Show every line below where "onto" can be found.

=== Data for processing ===

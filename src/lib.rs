//! tez-compress: lossless byte-stream compression.
//!
//! Two interchangeable codecs share one bit-level I/O layer:
//! - Huffman coding with the code tree serialized as a self-describing header
//! - LZW with an implicit dictionary and codes that widen as it grows
//!
//! Both implement [`Compressor`], which maps a [`BitReader`](io::BitReader)
//! onto a [`BitWriter`](io::BitWriter) and back, and adds helpers for byte
//! buffers, seekable streams and files.

pub mod config;
pub mod error;
pub mod huffman;
pub mod io;
pub mod lzw;
pub mod priority_queue;

use std::fmt;
use std::io::{Cursor, Read, Write};
use std::path::Path;
use std::str::FromStr;

use tracing::debug;

pub use crate::config::CompressionConfig;
pub use crate::error::{CompressError, Result};
pub use crate::huffman::{HuffmanCode, HuffmanCompressor};
pub use crate::lzw::LzwCompressor;
pub use crate::priority_queue::PriorityQueue;

use crate::io::{BitReader, BitWriter, SeekRead, StreamBitReader, StreamBitWriter};

/// An injective mapping from one bit stream onto another.
///
/// `expand` may fail after part of its output has already been written when
/// the compressed input is corrupt or truncated.
pub trait Compressor {
    fn compress(&self, reader: &mut dyn BitReader, writer: &mut dyn BitWriter) -> Result<()>;

    fn expand(&self, reader: &mut dyn BitReader, writer: &mut dyn BitWriter) -> Result<()>;

    fn config(&self) -> &CompressionConfig;

    fn compress_bytes(&self, input: &[u8]) -> Result<Vec<u8>> {
        let mut reader =
            StreamBitReader::with_limit(Cursor::new(input), self.config().stream_limit())?;
        let mut writer = StreamBitWriter::new(Vec::new());
        self.compress(&mut reader, &mut writer)?;
        Ok(writer.into_inner())
    }

    fn expand_bytes(&self, input: &[u8]) -> Result<Vec<u8>> {
        let mut reader =
            StreamBitReader::with_limit(Cursor::new(input), self.config().stream_limit())?;
        let mut writer = StreamBitWriter::new(Vec::new());
        self.expand(&mut reader, &mut writer)?;
        Ok(writer.into_inner())
    }

    fn compress_stream(&self, input: &mut dyn SeekRead, output: &mut dyn Write) -> Result<()> {
        let mut reader = StreamBitReader::with_limit(input, self.config().stream_limit())?;
        let mut writer = StreamBitWriter::new(output);
        self.compress(&mut reader, &mut writer)?;
        writer.flush()
    }

    fn expand_stream(&self, input: &mut dyn SeekRead, output: &mut dyn Write) -> Result<()> {
        let mut reader = StreamBitReader::with_limit(input, self.config().stream_limit())?;
        let mut writer = StreamBitWriter::new(output);
        self.expand(&mut reader, &mut writer)?;
        writer.flush()
    }

    /// Like [`compress_stream`](Self::compress_stream) for sources that cannot
    /// seek. The whole input is buffered in memory first.
    fn compress_reader(&self, input: &mut dyn Read, output: &mut dyn Write) -> Result<()> {
        let mut reader = StreamBitReader::buffered(input, self.config().stream_limit())?;
        let mut writer = StreamBitWriter::new(output);
        self.compress(&mut reader, &mut writer)?;
        writer.flush()
    }

    fn expand_reader(&self, input: &mut dyn Read, output: &mut dyn Write) -> Result<()> {
        let mut reader = StreamBitReader::buffered(input, self.config().stream_limit())?;
        let mut writer = StreamBitWriter::new(output);
        self.expand(&mut reader, &mut writer)?;
        writer.flush()
    }

    fn compress_file(&self, input: &Path, output: &Path) -> Result<()> {
        debug!(input = %input.display(), output = %output.display(), "compressing file");
        let mut reader = StreamBitReader::open(input, self.config())?;
        let mut writer = StreamBitWriter::create(output, self.config())?;
        self.compress(&mut reader, &mut writer)?;
        writer.flush()
    }

    fn expand_file(&self, input: &Path, output: &Path) -> Result<()> {
        debug!(input = %input.display(), output = %output.display(), "expanding file");
        let mut reader = StreamBitReader::open(input, self.config())?;
        let mut writer = StreamBitWriter::create(output, self.config())?;
        self.expand(&mut reader, &mut writer)?;
        writer.flush()
    }
}

/// Compression method selection
#[derive(Debug, Clone, Copy, PartialEq, Eq, serde::Serialize, serde::Deserialize)]
pub enum CompressionMethod {
    Huffman,
    Lzw,
}

impl CompressionMethod {
    /// Maps the one-letter codes `h` (Huffman) and `z` (LZW).
    pub fn from_code(code: char) -> Option<Self> {
        match code {
            'h' => Some(CompressionMethod::Huffman),
            'z' => Some(CompressionMethod::Lzw),
            _ => None,
        }
    }

    pub fn code(self) -> char {
        match self {
            CompressionMethod::Huffman => 'h',
            CompressionMethod::Lzw => 'z',
        }
    }

    pub fn compressor(self, config: CompressionConfig) -> Result<Box<dyn Compressor>> {
        let compressor: Box<dyn Compressor> = match self {
            CompressionMethod::Huffman => Box::new(HuffmanCompressor::new(config)?),
            CompressionMethod::Lzw => Box::new(LzwCompressor::new(config)?),
        };
        Ok(compressor)
    }
}

impl FromStr for CompressionMethod {
    type Err = CompressError;

    fn from_str(s: &str) -> Result<Self> {
        let mut chars = s.chars();
        let method = match (chars.next(), chars.next()) {
            (Some(code), None) => Self::from_code(code),
            _ => None,
        };
        method.ok_or_else(|| {
            CompressError::InvalidArgument(format!(
                "unknown compression method {:?}, expected 'h' or 'z'",
                s
            ))
        })
    }
}

impl fmt::Display for CompressionMethod {
    fn fmt(&self, f: &mut fmt::Formatter<'_>) -> fmt::Result {
        match self {
            CompressionMethod::Huffman => f.write_str("huffman"),
            CompressionMethod::Lzw => f.write_str("lzw"),
        }
    }
}

#[cfg(test)]
mod tests {
    use super::*;

    const METHODS: [CompressionMethod; 2] = [CompressionMethod::Huffman, CompressionMethod::Lzw];

    #[test]
    fn test_method_codes() {
        for method in METHODS {
            assert_eq!(CompressionMethod::from_code(method.code()), Some(method));
            assert_eq!(method.code().to_string().parse::<CompressionMethod>().unwrap(), method);
        }
        assert!(CompressionMethod::from_code('x').is_none());
        assert!("hz".parse::<CompressionMethod>().is_err());
        assert!("".parse::<CompressionMethod>().is_err());
    }

    #[test]
    fn test_roundtrip_bytes() {
        let data = b"the quick brown fox jumps over the lazy dog";
        for method in METHODS {
            let compressor = method.compressor(CompressionConfig::default()).unwrap();
            let compressed = compressor.compress_bytes(data).unwrap();
            assert_eq!(compressor.expand_bytes(&compressed).unwrap(), data, "{}", method);
        }
    }

    #[test]
    fn test_empty_input() {
        for method in METHODS {
            let compressor = method.compressor(CompressionConfig::default()).unwrap();
            assert!(compressor.compress_bytes(b"").unwrap().is_empty());
            assert!(compressor.expand_bytes(b"").unwrap().is_empty());
        }
    }

    #[test]
    fn test_roundtrip_stream() {
        let data = b"streams are reduced to bit readers and writers".repeat(20);
        for method in METHODS {
            let compressor = method.compressor(CompressionConfig::default()).unwrap();
            let mut compressed = Vec::new();
            compressor
                .compress_stream(&mut Cursor::new(&data), &mut compressed)
                .unwrap();
            let mut expanded = Vec::new();
            compressor
                .expand_stream(&mut Cursor::new(&compressed), &mut expanded)
                .unwrap();
            assert_eq!(expanded, data);
        }
    }

    #[test]
    fn test_roundtrip_plain_reader() {
        let data = b"pipes and stdin cannot seek".repeat(10);
        for method in METHODS {
            let compressor = method.compressor(CompressionConfig::default()).unwrap();
            let mut compressed = Vec::new();
            compressor
                .compress_reader(&mut data.as_slice(), &mut compressed)
                .unwrap();
            let mut expanded = Vec::new();
            compressor
                .expand_reader(&mut compressed.as_slice(), &mut expanded)
                .unwrap();
            assert_eq!(expanded, data, "{}", method);
        }
    }

    #[test]
    fn test_stream_limit_applies_to_helpers() {
        let config = CompressionConfig {
            max_stream_len: 4,
            ..CompressionConfig::default()
        };
        let compressor = CompressionMethod::Lzw.compressor(config).unwrap();
        let result = compressor.compress_bytes(b"too long");
        assert!(matches!(result, Err(CompressError::StreamTooLong { .. })));
    }

    #[test]
    fn test_invalid_config_rejected() {
        let config = CompressionConfig {
            lzw_initial_table_size: 16,
            ..CompressionConfig::default()
        };
        assert!(CompressionMethod::Lzw.compressor(config).is_err());
    }
}
//! Configuration for tez-compress

use std::path::Path;

use serde::{Deserialize, Serialize};

use crate::error::{CompressError, Result};

/// Smallest LZW table a code reader or writer accepts.
pub const MIN_LZW_TABLE_SIZE: u32 = 256;

/// Largest stream length the codecs handle (a signed 32-bit count).
pub const MAX_STREAM_LEN: u64 = i32::MAX as u64;

#[derive(Debug, Clone, PartialEq, Eq, Serialize, Deserialize)]
#[serde(default)]
pub struct CompressionConfig {
    /// Initial capacity of the queue used while building a Huffman tree.
    pub queue_capacity: usize,
    /// Table size the LZW code stream starts from.
    pub lzw_initial_table_size: u32,
    /// Buffer capacity for file-backed streams.
    pub buffer_size: usize,
    /// Longest input accepted, in bytes.
    pub max_stream_len: u64,
}

impl Default for CompressionConfig {
    fn default() -> Self {
        Self {
            queue_capacity: 11,
            lzw_initial_table_size: MIN_LZW_TABLE_SIZE,
            buffer_size: 64 * 1024,
            max_stream_len: MAX_STREAM_LEN,
        }
    }
}

impl CompressionConfig {
    /// Parse a configuration from JSON. Missing fields take their defaults.
    pub fn from_json(json: &str) -> Result<Self> {
        let config: Self = serde_json::from_str(json)?;
        config.validate()?;
        Ok(config)
    }

    pub fn from_file(path: impl AsRef<Path>) -> Result<Self> {
        let json = std::fs::read_to_string(path)?;
        Self::from_json(&json)
    }

    pub fn validate(&self) -> Result<()> {
        if self.queue_capacity == 0 {
            return Err(CompressError::invalid_argument(
                "queue capacity must be at least 1",
            ));
        }
        if self.lzw_initial_table_size < MIN_LZW_TABLE_SIZE {
            return Err(CompressError::invalid_argument(format!(
                "initial LZW table size {} is smaller than {}",
                self.lzw_initial_table_size, MIN_LZW_TABLE_SIZE
            )));
        }
        if self.buffer_size == 0 {
            return Err(CompressError::invalid_argument("buffer size must be non-zero"));
        }
        Ok(())
    }

    /// Effective stream length limit, never above a signed 32-bit count.
    pub fn stream_limit(&self) -> u64 {
        self.max_stream_len.min(MAX_STREAM_LEN)
    }
}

===

**Output**
//! onto a [`BitWriter`](io::BitWriter) and back, and adds helpers for byte
/// An injective mapping from one bit stream onto another.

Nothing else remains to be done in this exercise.